Mr. J - You would choose that pic. Lol. This verse was dope man I enjoyed it. Ended very well. I’m not sure if there was something I didn’t catch, but I feel like I’m missing something. Favorite bars..
a dream within a dream, consumed in the thought.
He would dance to his own beat of delusional applause
Jack often posed as voluptuous women in their thirties
He would claim he was from Cali & vacationed in Jersey
Fucking hilarious. I really needed a comedy piece man and you came through this week. I’m still left wondering what you meant by small glacier? No clue what that meant. PM me and tell me. But for the record i like it anyways. On a second read through, I’m paying attention to your immaculate attention to detail as far as mechanics goes. Your syllable counts are really lining up and your rhymes are exceptionally good. I can understand why you’re always so critical of how people rhyme. That’s because you are so damn good at it. Wordplay has been lacking recently in my verses, so I really appreciated that rock paper line. That line was quality man, had a nice ring to it. So this guy did weird shit with people and recorded it on webcam then extorted them? Fairly entertaining, actually. I’m glad I read this a second time.

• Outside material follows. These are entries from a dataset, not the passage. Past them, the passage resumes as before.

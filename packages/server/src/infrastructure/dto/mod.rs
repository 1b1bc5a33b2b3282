//! Data Transfer Objects (DTOs) for the relay.
//!
//! DTOs are organized by protocol:
//! - `websocket`: WebSocket wire messages
//! - `http`: HTTP API request/response bodies
//! - `export`: CSV / JSON session exports

pub mod conversion;
pub mod export;
pub mod http;
pub mod websocket;
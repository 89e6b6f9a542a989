//! ListPlansHandler - Query handler for the purchasable catalog.

use std::sync::Arc;

use crate::domain::catalog::{Plan, PlanKind};
use crate::domain::entitlement::EntitlementError;
use crate::ports::PlanCatalog;

/// Query for plans on sale, optionally narrowed to one kind.
#[derive(Debug, Clone, Default)]
pub struct ListPlansQuery {
    pub kind: Option<PlanKind>,
}

pub struct ListPlansHandler {
    catalog: Arc<dyn PlanCatalog>,
}

impl ListPlansHandler {
    pub fn new(catalog: Arc<dyn PlanCatalog>) -> Self {
        Self { catalog }
    }

    /// Returns active plans ordered by display rank, then name.
    pub async fn handle(&self, query: ListPlansQuery) -> Result<Vec<Plan>, EntitlementError> {
        Ok(self.catalog.list_available(query.kind).await?)
    }
}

Razah – you started off a little shaky but picked up momentum fast. Wooow this is actually amazing. Your verse almost seems intentionally unsure, shaky.. vulnerable. You really captured the essence of what you were going for and embodied it. Skills man, all day. Favorite lines..
Life was a beach & was great, now a simple mistake can explain
Why I fight for survival & confusion is engraved on my face
I blew the residue off, I remember the day it wasn't the same
I hope to catch a second wind as remorse runs through my veins
Excellent take on your topic. Great rhymes. Quality work. On a second read through these lines really stuck out to me..
Felt like I was drowning in fear but no one would lend me a hand
Had to float back to the shore & decided to blend with the sand
Life was a beach & was great, now a simple mistake can explain
I passed those first two lines by at first but your flawless nod at denial paired with the entertaining use of, “life was a beach..” was particularly entertaining. This was really an emotional piece.
/v – I think J took it this week. I was leaning towards razah on the first read. But I knew it was close, and after the second I understood J’s angle.. his rhymes were a little too clean, and his plot was a little too strong for razah to take it this week. had razah introduced some kind of crux of the verse and went with a stronger storyline his emotional display would have easily gained him a victory. But this one’s going to the box, I expect a close battle. Nice drops from both.